O Modo Como Surge
Uma
Fraternidade Sem
Fronteiras
Carlos Cardoso Aveline

Uma
imagem de Jerusalém
Os desafios do Oriente Médio são um resumo
do drama humano.
Desde a criação
do Estado de Israel, em 14 de maio de 1948, houve várias guerras e incontáveis
choques armados, atentados e assassinatos. Não têm faltado da parte de árabes e
judeus as demonstrações de amor e fanatismo, coragem e intolerância, fé e
desespero. Estão presentes no Oriente Médio a utopia democrática e o
terrorismo, o cooperativismo e um desprezo pela vida, a busca da paz e o culto sistemático
do ódio.
Por outro lado, grande
parte do caminho para a paz no Oriente Médio depende do que ocorre fora do
universo judaico-muçulmano.
O mundo ocidental
inteiro precisa superar e abandonar uma das principais maldições que o
acompanham há um milênio e meio.

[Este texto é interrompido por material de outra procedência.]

//! Line-oriented interactive shell over the application facade.

use std::io::{self, BufRead, Write};
use std::str::FromStr;
use thiserror::Error;

use crate::app::{NotesApp, SearchKind};
use crate::cli::handlers::is_yes;
use crate::cli::output::{write_note_details, write_stats};
use crate::domain::{Note, parse_tag_list};

/// Line that ends multi-line content input.
const END_OF_INPUT: &str = ".";

const HELP: &str = "\
Commands:
  help                          - Show this help
  create <name>                 - Create a new note
  list                          - List all notes
  search <query>                - Search notes by content
  search-tag <tag>              - Search notes by tag
  show-tags [note]              - Show all tags or tags for specific note
  set-tags <note> [tag1,tag2]   - Set note tags (replace all)
  add-tags <note> <tag1,tag2>   - Add tags to a note
  remove-tags <note> <tag1,tag2> - Remove tags from a note
  list-tags                     - List all unique tags
  delete <note>                 - Delete a note
  edit <note>                   - Edit note content
  stats                         - Show index statistics
  refresh                       - Refresh the index
  clear                         - Clear the screen
  quit                          - Exit the shell";

/// A parsed shell command line.
#[derive(Debug, Clone, PartialEq, Eq)]
pub enum ShellCommand {
    Help,
    Create { name: String },
    List,
    Search { query: String },
    SearchTag { tag: String },
    ShowTags { note: Option<String> },
    SetTags { note: String, tags: Vec<String> },
    AddTags { note: String, tags: Vec<String> },
    RemoveTags { note: String, tags: Vec<String> },
    ListTags,
    Delete { note: String },
    Edit { note: String },
    Stats,
    Refresh,
    Clear,
    Quit,
}

/// Errors from parsing a shell command line.
#[derive(Debug, Clone, PartialEq, Eq, Error)]
pub enum ParseCommandError {
    #[error("empty command")]
    Empty,

    #[error("Usage: {0}")]
    Usage(&'static str),

    #[error("Unknown command: {0}\nType 'help' for available commands")]
    Unknown(String),
}

/// Returns the first argument, or a usage error when there is none.
fn required(args: &[&str], usage: &'static str) -> Result<String, ParseCommandError> {
    args.first()
        .map(|s| s.to_string())
        .ok_or(ParseCommandError::Usage(usage))
}

impl FromStr for ShellCommand {
    type Err = ParseCommandError;

    fn from_str(line: &str) -> Result<Self, Self::Err> {
        let words: Vec<&str> = line.split_whitespace().collect();
        let Some((&command, args)) = words.split_first() else {
            return Err(ParseCommandError::Empty);
        };

        let rest = || args.join(" ");
        let tags_after_note = || parse_tag_list(&args[1..].join(" "));

        let parsed = match command {
            "help" | "h" => ShellCommand::Help,
            "create" | "c" => {
                required(args, "create <name>")?;
                ShellCommand::Create { name: rest() }
            }
            "list" | "l" => ShellCommand::List,
            "search" | "?" => {
                required(args, "search <query>")?;
                ShellCommand::Search { query: rest() }
            }
            "search-tag" => ShellCommand::SearchTag {
                tag: required(args, "search-tag <tag>")?,
            },
            "show-tags" => ShellCommand::ShowTags {
                note: args.first().map(|s| s.to_string()),
            },
            "set-tags" | "st" => ShellCommand::SetTags {
                note: required(args, "set-tags <note-name> [tag1,tag2,tag3]")?,
                tags: tags_after_note(),
            },
            "add-tags" | "at" => {
                if args.len() < 2 {
                    return Err(ParseCommandError::Usage("add-tags <note-name> <tag1,tag2,tag3>"));
                }
                ShellCommand::AddTags {
                    note: args[0].to_string(),
                    tags: tags_after_note(),
                }
            }
            "remove-tags" | "rt" => {
                if args.len() < 2 {
                    return Err(ParseCommandError::Usage(
                        "remove-tags <note-name> <tag1,tag2,tag3>",
                    ));
                }
                ShellCommand::RemoveTags {
                    note: args[0].to_string(),
                    tags: tags_after_note(),
                }
            }
            "list-tags" | "lt" => ShellCommand::ListTags,
            "delete" | "d" => ShellCommand::Delete {
                note: required(args, "delete <note-name>")?,
            },
            "edit" | "e" => ShellCommand::Edit {
                note: required(args, "edit <note-name>")?,
            },
            "stats" => ShellCommand::Stats,
            "refresh" => ShellCommand::Refresh,
            "clear" | "cls" => ShellCommand::Clear,
            "quit" | "exit" | "q" => ShellCommand::Quit,
            other => return Err(ParseCommandError::Unknown(other.to_string())),
        };
        Ok(parsed)
    }
}

/// Interactive session reading commands from `input` and writing to `out`.
///
/// Failed operations print an `Error ...` line and the session continues.
/// The session ends on `quit` or end of input.
pub struct Shell<'a, R, W> {
    app: &'a mut NotesApp,
    input: R,
    out: W,
}

impl<'a, R: BufRead, W: Write> Shell<'a, R, W> {
    pub fn new(app: &'a mut NotesApp, input: R, out: W) -> Self {
        Self { app, input, out }
    }

    /// Prints the banner and the current statistics.
    pub fn greet(&mut self) -> io::Result<()> {
        writeln!(self.out, "Notes - Using directory: {}", self.app.root().display())?;
        writeln!(self.out, "Type 'help' for available commands")?;
        write_stats(&mut self.out, self.app.stats())?;
        writeln!(self.out)
    }

    /// Runs the read-eval-print loop until `quit` or end of input.
    pub fn run(&mut self) -> io::Result<()> {
        loop {
            write!(self.out, "> ")?;
            self.out.flush()?;

            let Some(line) = self.read_line()? else {
                writeln!(self.out)?;
                return Ok(());
            };

            match line.parse::<ShellCommand>() {
                Ok(ShellCommand::Quit) => {
                    writeln!(self.out, "Goodbye!")?;
                    return Ok(());
                }
                Ok(command) => self.execute(command)?,
                Err(ParseCommandError::Empty) => {}
                Err(err) => writeln!(self.out, "{err}")?,
            }
        }
    }

    /// Runs one command. Only output failures are returned.
    pub fn execute(&mut self, command: ShellCommand) -> io::Result<()> {
        match command {
            ShellCommand::Help => writeln!(self.out, "{HELP}"),
            ShellCommand::Create { name } => {
                let content = self.read_block("Enter note content")?;
                match self.app.create_note(&name, &content) {
                    Ok(_) => writeln!(self.out, "Note '{name}' created successfully"),
                    Err(err) => writeln!(self.out, "Error creating note: {err}"),
                }
            }
            ShellCommand::List => {
                let notes: Vec<&Note> = self.app.list_notes().iter().collect();
                write_note_details(&mut self.out, &notes)
            }
            ShellCommand::Search { query } => {
                let notes = self.app.search(&query, SearchKind::Content);
                write_note_details(&mut self.out, &notes)
            }
            ShellCommand::SearchTag { tag } => {
                let notes = self.app.search(&tag, SearchKind::Tag);
                write_note_details(&mut self.out, &notes)
            }
            ShellCommand::ShowTags { note: Some(note) } => match self.app.get_note(&note) {
                Ok(found) => writeln!(
                    self.out,
                    "Tags for '{}': [{}]",
                    found.name(),
                    found.tags().join(" ")
                ),
                Err(err) => writeln!(self.out, "Error showing tags: {err}"),
            },
            ShellCommand::ShowTags { note: None } | ShellCommand::ListTags => self.list_tags(),
            ShellCommand::SetTags { note, tags } => {
                match self.app.update_note_tags(&note, tags) {
                    Ok(()) => writeln!(self.out, "Tags updated successfully"),
                    Err(err) => writeln!(self.out, "Error setting tags: {err}"),
                }
            }
            ShellCommand::AddTags { note, tags } => {
                match self.app.add_tags_to_note(&note, &tags) {
                    Ok(()) => writeln!(self.out, "Tags added successfully"),
                    Err(err) => writeln!(self.out, "Error adding tags: {err}"),
                }
            }
            ShellCommand::RemoveTags { note, tags } => {
                match self.app.remove_tags_from_note(&note, &tags) {
                    Ok(()) => writeln!(self.out, "Tags removed successfully"),
                    Err(err) => writeln!(self.out, "Error removing tags: {err}"),
                }
            }
            ShellCommand::Delete { note } => self.delete(&note),
            ShellCommand::Edit { note } => self.edit(&note),
            ShellCommand::Stats => write_stats(&mut self.out, self.app.stats()),
            ShellCommand::Refresh => match self.app.refresh_index() {
                Ok(_) => {
                    writeln!(self.out, "Index refreshed successfully")?;
                    write_stats(&mut self.out, self.app.stats())
                }
                Err(err) => writeln!(self.out, "Error refreshing index: {err}"),
            },
            ShellCommand::Clear => write!(self.out, "\x1b[2J\x1b[H"),
            ShellCommand::Quit => writeln!(self.out, "Goodbye!"),
        }
    }

    fn list_tags(&mut self) -> io::Result<()> {
        let tags = self.app.all_tags();
        if tags.is_empty() {
            return writeln!(self.out, "No tags found.");
        }
        writeln!(self.out, "All tags ({}):", tags.len())?;
        for tag in tags {
            writeln!(self.out, "  {tag}")?;
        }
        Ok(())
    }

    fn delete(&mut self, note: &str) -> io::Result<()> {
        write!(self.out, "Are you sure you want to delete '{note}'? (y/N): ")?;
        self.out.flush()?;
        let answer = self.read_line()?.unwrap_or_default();
        if !is_yes(&answer) {
            return writeln!(self.out, "Delete cancelled");
        }

        match self.app.delete_note(note) {
            Ok(()) => writeln!(self.out, "Note '{note}' deleted successfully"),
            Err(err) => writeln!(self.out, "Error deleting note: {err}"),
        }
    }

    fn edit(&mut self, note: &str) -> io::Result<()> {
        let current = match self.app.get_note(note) {
            Ok(current) => current,
            Err(err) => return writeln!(self.out, "Error loading note: {err}"),
        };

        writeln!(self.out, "Current content of '{note}':")?;
        writeln!(self.out, "---")?;
        write!(self.out, "{}", current.content())?;
        if !current.content().is_empty() && !current.content().ends_with('\n') {
            writeln!(self.out)?;
        }
        writeln!(self.out, "---")?;

        let content = self.read_block("Enter new content")?;
        match self.app.update_note_content(current.path(), &content) {
            Ok(()) => writeln!(self.out, "Note '{note}' updated successfully"),
            Err(err) => writeln!(self.out, "Error updating note: {err}"),
        }
    }

    /// Reads one line without its line ending. `None` at end of input.
    fn read_line(&mut self) -> io::Result<Option<String>> {
        let mut line = String::new();
        if self.input.read_line(&mut line)? == 0 {
            return Ok(None);
        }
        let trimmed = line.trim_end_matches(['\r', '\n']).len();
        line.truncate(trimmed);
        Ok(Some(line))
    }

    /// Reads lines until a line holding only `.` or end of input. Every
    /// line read keeps a trailing newline.
    fn read_block(&mut self, prompt: &str) -> io::Result<String> {
        writeln!(self.out, "{prompt} (type '{END_OF_INPUT}' on a new line to finish):")?;
        self.out.flush()?;

        let mut content = String::new();
        while let Some(line) = self.read_line()? {
            if line == END_OF_INPUT {
                break;
            }
            content.push_str(&line);
            content.push('\n');
        }
        Ok(content)
    }
}

/// Runs an interactive session on the process's stdin and stdout.
pub fn run_interactive(app: &mut NotesApp) -> io::Result<()> {
    let stdin = io::stdin();
    let stdout = io::stdout();
    let mut shell = Shell::new(app, stdin.lock(), stdout.lock());
    shell.greet()?;
    shell.run()
}
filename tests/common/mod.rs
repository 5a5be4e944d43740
//! Shared utilities for integration tests.

pub mod harness;
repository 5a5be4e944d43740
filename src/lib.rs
//! notes - plain-text notes with tags and an in-memory search index

pub mod app;
pub mod cli;
pub mod domain;
pub mod index;
pub mod infra;

use anyhow::{Context, Result};
use clap::{CommandFactory, Parser};
use log::LevelFilter;
use std::io;
use std::sync::Arc;

use app::NotesApp;
use cli::{
    Cli, Command,
    config::Config,
    handlers::{
        handle_add_tags, handle_create, handle_delete, handle_edit, handle_list, handle_refresh,
        handle_remove_tags, handle_search, handle_set_tags, handle_show, handle_stats, handle_tags,
    },
    shell::run_interactive,
};
use infra::LogFacade;

/// Environment variable that turns on debug logging when non-empty.
pub const DEBUG_ENV: &str = "NOTESAPP_DEBUG";

/// Main entry point for the CLI application.
pub fn run() -> Result<()> {
    let cli = Cli::parse();
    init_logging(cli.verbose);

    if let Command::Completions(args) = &cli.command {
        clap_complete::generate(args.shell, &mut Cli::command(), "notes", &mut io::stdout());
        return Ok(());
    }

    let config = Config::load()?;
    let notes_dir = config.notes_dir(cli.dir.as_ref());
    let verbose = cli.verbose > 0;

    let mut app = NotesApp::open(&notes_dir, Arc::new(LogFacade))
        .with_context(|| format!("failed to open notes directory {}", notes_dir.display()))?;

    let stdout = io::stdout();
    let mut out = stdout.lock();

    match &cli.command {
        Command::Create(args) => handle_create(args, &mut app, &mut out),
        Command::List(args) => handle_list(args, &app, &mut out),
        Command::Search(args) => handle_search(args, &app, &mut out),
        Command::Show(args) => handle_show(args, &app, &mut out),
        Command::Tags(args) => handle_tags(args, &app, &mut out),
        Command::SetTags(args) => handle_set_tags(args, &mut app, &mut out),
        Command::AddTags(args) => handle_add_tags(args, &mut app, &mut out),
        Command::RemoveTags(args) => handle_remove_tags(args, &mut app, &mut out),
        Command::Delete(args) => handle_delete(args, &mut app, &mut io::stdin().lock(), &mut out),
        Command::Edit(args) => handle_edit(args, &mut app, &config, &mut out),
        Command::Refresh => handle_refresh(&mut app, verbose, &mut out),
        Command::Stats => handle_stats(&app, &mut out),
        Command::Shell => {
            // The shell locks stdout itself.
            drop(out);
            run_interactive(&mut app).with_context(|| "shell I/O failed")
        }
        Command::Completions(_) => Ok(()),
    }
}

/// Installs the `env_logger` backend.
///
/// Warnings are shown by default; `-v` or a non-empty `NOTESAPP_DEBUG`
/// raises the level to debug. `RUST_LOG` overrides both.
fn init_logging(verbose: u8) {
    let debug = verbose > 0 || std::env::var_os(DEBUG_ENV).is_some_and(|v| !v.is_empty());
    let level = if debug {
        LevelFilter::Debug
    } else {
        LevelFilter::Warn
    };

    let _ = env_logger::Builder::new()
        .filter_level(level)
        .parse_default_env()
        .try_init();
}
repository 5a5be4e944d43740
//! Sidecar metadata document stored next to each note.

use serde::{Deserialize, Deserializer, Serialize};

/// Persisted tag list of a note.
///
/// Stored as pretty-printed JSON in the `.meta` file beside the note content.
/// The format enforces nothing about the tags themselves: duplicates, casing,
/// and blanks are the writer's business.
#[derive(Debug, Clone, Default, PartialEq, Eq, Serialize, Deserialize)]
pub struct Metadata {
    /// Tags in stored order.
    #[serde(default, deserialize_with = "nullable_list")]
    pub tags: Vec<String>,
}

impl Metadata {
    /// Creates metadata holding the given tags.
    pub fn new(tags: Vec<String>) -> Self {
        Self { tags }
    }

    /// Parses a metadata document.
    ///
    /// A missing or `null` `tags` field yields an empty list. Unknown fields
    /// are ignored.
    pub fn from_json(json: &str) -> serde_json::Result<Self> {
        serde_json::from_str(json)
    }

    /// Serializes the document with two-space indentation.
    pub fn to_json(&self) -> serde_json::Result<String> {
        serde_json::to_string_pretty(self)
    }
}

fn nullable_list<'de, D>(deserializer: D) -> Result<Vec<String>, D::Error>
where
    D: Deserializer<'de>,
{
    Ok(Option::<Vec<String>>::deserialize(deserializer)?.unwrap_or_default())
}
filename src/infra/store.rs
//! Storage adapter mapping note names onto files under a root directory.

use crate::domain::{NOTE_SUFFIX, Note, has_note_suffix};
use crate::infra::FsError;
use crate::infra::logging::Logger;
use std::ffi::OsString;
use std::io;
use std::path::{Component, Path, PathBuf};
use std::sync::Arc;
use walkdir::WalkDir;

/// A note that could not be loaded during enumeration.
#[derive(Debug)]
pub struct SkippedNote {
    /// Location of the content file.
    pub path: PathBuf,
    /// Why loading failed.
    pub error: FsError,
}

/// Result of enumerating every note under the root.
#[derive(Debug, Default)]
pub struct ScanReport {
    /// Notes that loaded, in directory walk order.
    pub notes: Vec<Note>,
    /// Notes that failed to load and were left out.
    pub skipped: Vec<SkippedNote>,
}

/// Filesystem-backed note store.
///
/// Every note lives under `root`, arbitrarily nested. Names given to the
/// store are resolved relative to the root and receive the `.note` suffix
/// when it is missing.
pub struct FileStore {
    root: PathBuf,
    logger: Arc<dyn Logger>,
}

impl FileStore {
    /// Creates a store rooted at `root`. Nothing touches the disk until
    /// [`initialize`](Self::initialize) or a note operation runs.
    pub fn new(root: impl Into<PathBuf>, logger: Arc<dyn Logger>) -> Self {
        Self {
            root: root.into(),
            logger,
        }
    }

    /// Returns the root directory.
    pub fn root(&self) -> &Path {
        &self.root
    }

    /// Creates the root directory if needed. Safe to call repeatedly.
    pub fn initialize(&self) -> Result<(), FsError> {
        self.logger
            .debug(&format!("initializing notes directory: {}", self.root.display()));
        std::fs::create_dir_all(&self.root).map_err(|e| FsError::Io {
            path: self.root.clone(),
            source: e,
        })
    }

    /// Resolves a note name or path to the content file location.
    ///
    /// A path already inside the root is taken relative to it. Any other
    /// name has its root or drive prefix dropped before being joined, and
    /// `..` never climbs above the root. The `.note` suffix is appended
    /// when absent.
    pub fn resolve(&self, name: impl AsRef<Path>) -> PathBuf {
        let name = name.as_ref();
        let relative = name.strip_prefix(&self.root).unwrap_or(name);

        let mut full = self.root.clone();
        let mut depth = 0usize;
        for component in relative.components() {
            match component {
                Component::Normal(part) => {
                    full.push(part);
                    depth += 1;
                }
                Component::ParentDir if depth > 0 => {
                    full.pop();
                    depth -= 1;
                }
                _ => {}
            }
        }

        if has_note_suffix(&full) {
            full
        } else {
            let mut with_suffix: OsString = full.into_os_string();
            with_suffix.push(NOTE_SUFFIX);
            PathBuf::from(with_suffix)
        }
    }

    /// Loads every note under the root, recursively.
    ///
    /// Notes that fail to load are logged, listed in the report, and
    /// otherwise ignored. Unreadable subdirectories are skipped the same
    /// way.
    ///
    /// # Errors
    ///
    /// Returns `FsError::NotFound` or `FsError::Io` only when the root
    /// itself cannot be read.
    pub fn all_notes(&self) -> Result<ScanReport, FsError> {
        self.logger
            .debug(&format!("getting all notes from directory: {}", self.root.display()));

        let mut report = ScanReport::default();
        let walker = WalkDir::new(&self.root)
            .follow_links(true)
            .sort_by_file_name();

        for entry in walker {
            let entry = match entry {
                Ok(entry) => entry,
                Err(e) if e.depth() == 0 => return Err(self.walk_error(e)),
                Err(e) => {
                    self.logger.warn(&format!("skipping unreadable entry: {e}"));
                    continue;
                }
            };

            if !entry.file_type().is_file() || !has_note_suffix(entry.path()) {
                continue;
            }

            match Note::load(entry.path()) {
                Ok(note) => report.notes.push(note),
                Err(error) => {
                    self.logger.warn(&format!(
                        "failed to load note {}: {error}",
                        entry.path().display()
                    ));
                    report.skipped.push(SkippedNote {
                        path: entry.path().to_path_buf(),
                        error,
                    });
                }
            }
        }

        self.logger.debug(&format!(
            "retrieved {} notes ({} skipped)",
            report.notes.len(),
            report.skipped.len()
        ));
        Ok(report)
    }

    /// Loads a single note by name or path.
    ///
    /// # Errors
    ///
    /// Returns `FsError::NotFound` if no such note exists.
    pub fn get(&self, name: impl AsRef<Path>) -> Result<Note, FsError> {
        let path = self.resolve(name);
        self.logger.debug(&format!("getting note: {}", path.display()));
        let note = Note::load(&path);
        if let Err(e) = &note {
            self.logger.debug(&format!("error getting note {}: {e}", path.display()));
        }
        note
    }

    /// Creates and saves a new note with the given content and no tags.
    ///
    /// # Errors
    ///
    /// Returns `FsError::AlreadyExists` if the resolved path is taken.
    pub fn create(&self, name: impl AsRef<Path>, content: &str) -> Result<Note, FsError> {
        let path = self.resolve(name);
        self.logger.debug(&format!("creating note: {}", path.display()));

        let occupied = path.try_exists().map_err(|e| FsError::Io {
            path: path.clone(),
            source: e,
        })?;
        if occupied {
            self.logger
                .debug(&format!("note already exists: {}", path.display()));
            return Err(FsError::AlreadyExists { path });
        }

        let note = Note::new(path).with_content(content);
        note.save()?;
        self.logger
            .debug(&format!("created note: {}", note.path().display()));
        Ok(note)
    }

    fn walk_error(&self, error: walkdir::Error) -> FsError {
        let path = error
            .path()
            .map(Path::to_path_buf)
            .unwrap_or_else(|| self.root.clone());
        match error.into_io_error() {
            Some(e) if e.kind() == io::ErrorKind::NotFound => FsError::NotFound { path },
            Some(e) => FsError::Io { path, source: e },
            None => FsError::Io {
                path,
                source: io::Error::other("filesystem loop detected"),
            },
        }
    }
}
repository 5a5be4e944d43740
//! Note entity: content, sidecar tag metadata, and modification time.

use crate::domain::Metadata;
use crate::infra::{FsError, read_note, remove_note, write_note};
use chrono::{DateTime, Local};
use std::ffi::OsString;
use std::fmt;
use std::path::{Path, PathBuf};
use std::time::UNIX_EPOCH;

/// Suffix identifying note content files.
pub const NOTE_SUFFIX: &str = ".note";

/// Suffix identifying sidecar metadata files.
pub const META_SUFFIX: &str = ".meta";

const PREVIEW_LINES: usize = 3;
const PREVIEW_CHARS: usize = 100;

/// A single note as loaded from (or destined for) the notes directory.
///
/// A note is two sibling files sharing a base path: `<name>.note` holds the
/// content and `<name>.meta` holds the tags. The `name` is derived from the
/// path and never stored separately.
///
/// Notes are snapshots. Once the note is mutated through the application,
/// any copy held by a caller is stale and should be fetched again.
///
/// # Examples
///
/// ```
/// use notes::domain::Note;
///
/// let note = Note::new("/tmp/notes/shopping.note")
///     .with_content("milk, eggs")
///     .with_tags(["errands"]);
/// assert_eq!(note.name(), "shopping");
/// assert_eq!(note.tags(), ["errands"]);
/// ```
#[derive(Clone, PartialEq)]
pub struct Note {
    path: PathBuf,
    name: String,
    content: String,
    metadata: Metadata,
    modified: DateTime<Local>,
}

impl Note {
    /// Creates an empty note for `path` with no tags.
    ///
    /// The modification time is the Unix epoch until the note is loaded from
    /// disk.
    pub fn new(path: impl Into<PathBuf>) -> Self {
        let path = path.into();
        let name = name_from_path(&path);
        Self {
            path,
            name,
            content: String::new(),
            metadata: Metadata::default(),
            modified: DateTime::<Local>::from(UNIX_EPOCH),
        }
    }

    /// Sets the content, builder style.
    pub fn with_content(mut self, content: impl Into<String>) -> Self {
        self.content = content.into();
        self
    }

    /// Sets the tags verbatim, builder style.
    pub fn with_tags<I, S>(mut self, tags: I) -> Self
    where
        I: IntoIterator<Item = S>,
        S: Into<String>,
    {
        self.metadata.tags = tags.into_iter().map(Into::into).collect();
        self
    }

    /// Sets the metadata, builder style.
    pub fn with_metadata(mut self, metadata: Metadata) -> Self {
        self.metadata = metadata;
        self
    }

    /// Sets the modification time, builder style.
    pub fn with_modified(mut self, modified: DateTime<Local>) -> Self {
        self.modified = modified;
        self
    }

    /// Loads the note stored at `path`.
    ///
    /// # Errors
    ///
    /// Returns `FsError::NotFound` if the content file does not exist.
    /// Returns `FsError::Parse` if the sidecar metadata is malformed.
    /// A missing sidecar is not an error; the note simply has no tags.
    pub fn load(path: impl AsRef<Path>) -> Result<Self, FsError> {
        read_note(path.as_ref())
    }

    /// Writes content and metadata to disk, creating parent directories.
    ///
    /// The two files are written independently. If the metadata write fails
    /// the new content is already on disk.
    pub fn save(&self) -> Result<(), FsError> {
        write_note(self)
    }

    /// Removes content and metadata from disk. Missing files are ignored.
    pub fn delete(&self) -> Result<(), FsError> {
        remove_note(self)
    }

    /// Returns the location of the content file.
    pub fn path(&self) -> &Path {
        &self.path
    }

    /// Returns the note name: the file name without the note suffix.
    pub fn name(&self) -> &str {
        &self.name
    }

    /// Returns the note content.
    pub fn content(&self) -> &str {
        &self.content
    }

    /// Returns the tags in stored order.
    pub fn tags(&self) -> &[String] {
        &self.metadata.tags
    }

    /// Returns the persisted metadata.
    pub fn metadata(&self) -> &Metadata {
        &self.metadata
    }

    /// Returns the modification time reported by the filesystem.
    pub fn modified(&self) -> DateTime<Local> {
        self.modified
    }

    /// Returns the location of the sidecar metadata file.
    pub fn meta_path(&self) -> PathBuf {
        meta_path_for(&self.path)
    }

    /// Replaces the content.
    pub fn set_content(&mut self, content: impl Into<String>) {
        self.content = content.into();
    }

    /// Replaces the tag list verbatim.
    pub fn set_tags(&mut self, tags: Vec<String>) {
        self.metadata.tags = tags;
    }

    /// Returns a one-line preview built from the first non-empty lines.
    ///
    /// At most three lines are considered, and collection stops once the
    /// preview passes one hundred bytes. A trailing `...` marks a cut.
    pub fn preview(&self) -> String {
        let mut parts: Vec<&str> = Vec::new();
        let mut length = 0;
        let mut cut = false;

        for (i, line) in self.content.lines().enumerate() {
            if i >= PREVIEW_LINES || length > PREVIEW_CHARS {
                cut = true;
                break;
            }
            if !line.is_empty() {
                length += line.len() + 1;
                parts.push(line);
            }
        }

        let mut preview = parts.join(" ");
        if cut {
            if !preview.is_empty() {
                preview.push(' ');
            }
            preview.push_str("...");
        }
        preview
    }
}

impl fmt::Display for Note {
    fn fmt(&self, f: &mut fmt::Formatter<'_>) -> fmt::Result {
        write!(f, "{} ({})", self.name, self.path.display())
    }
}

impl fmt::Debug for Note {
    fn fmt(&self, f: &mut fmt::Formatter<'_>) -> fmt::Result {
        f.debug_struct("Note")
            .field("path", &self.path)
            .field("name", &self.name)
            .field("tags", &self.metadata.tags)
            .field("modified", &self.modified)
            .field("content_len", &self.content.len())
            .finish()
    }
}

/// Returns true if the path names a note content file.
pub fn has_note_suffix(path: &Path) -> bool {
    path.as_os_str()
        .as_encoded_bytes()
        .ends_with(NOTE_SUFFIX.as_bytes())
}

/// Returns the sidecar path for a content path.
///
/// The note suffix is replaced by the metadata suffix. A path without the
/// note suffix gets the metadata suffix appended.
pub fn meta_path_for(path: &Path) -> PathBuf {
    let mut base: OsString = match path.to_str().and_then(|s| s.strip_suffix(NOTE_SUFFIX)) {
        Some(stripped) => stripped.into(),
        None => path.as_os_str().to_owned(),
    };
    base.push(META_SUFFIX);
    PathBuf::from(base)
}

fn name_from_path(path: &Path) -> String {
    let file_name = path
        .file_name()
        .map(|n| n.to_string_lossy().into_owned())
        .unwrap_or_default();
    match file_name.strip_suffix(NOTE_SUFFIX) {
        Some(name) => name.to_string(),
        None => file_name,
    }
}
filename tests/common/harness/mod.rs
//! Test harness for CLI integration tests.
//!
//! Provides isolated test environments, programmatic note creation,
//! and CLI assertion helpers using `assert_cmd`.

mod command;
mod env;
mod note;

// Re-export main types for external use
#[allow(unused_imports)]
pub use command::NotesCommand;
#[allow(unused_imports)]
pub use env::TestEnv;
#[allow(unused_imports)]
pub use note::TestNote;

O nome da maldição é antissemitismo. Quando a humanidade
avançar um pouco mais no caminho da sabedoria universal, o Oriente Médio deixará
de ser um campo de confrontos militares e religiosos e se transformará em uma
região de paz. Então Jerusalém inteira será vista como um templo do espírito planetário
e da fraternidade sem fronteiras.
A lição a
aprender inclui o fato de que, na política como nas relações pessoais, o ódio
não se extingue pelo ódio, segundo ensina o Dhammapada
budista. O ódio só se extingue pelo respeito, pela consideração, e pelo amor à
vida.
O Oriente Médio
é, pois, um laboratório decisivo para a construção da civilização do terceiro
milênio. Parte da tarefa alquímica é enfrentar e vencer a pesada herança de
incompreensão e rancor acumulados. Ali se encontram três grandes religiões que
necessitam reler suas próprias escrituras e redescobrir nelas algumas lições da
sabedoria eterna.
A fase
contemporânea do quebra-cabeças começa em 1948, quando o Estado de Israel foi fundado com apoio da
ONU, dos Estados Unidos e da União
Soviética. O novo país surgiu como um lar para o povo judeu após quase dois mil
anos de perseguição cristã e do holocausto provocado pelo nazismo. Imediatamente
depois da fundação, os cinco principais países árabes vizinhos foram à guerra.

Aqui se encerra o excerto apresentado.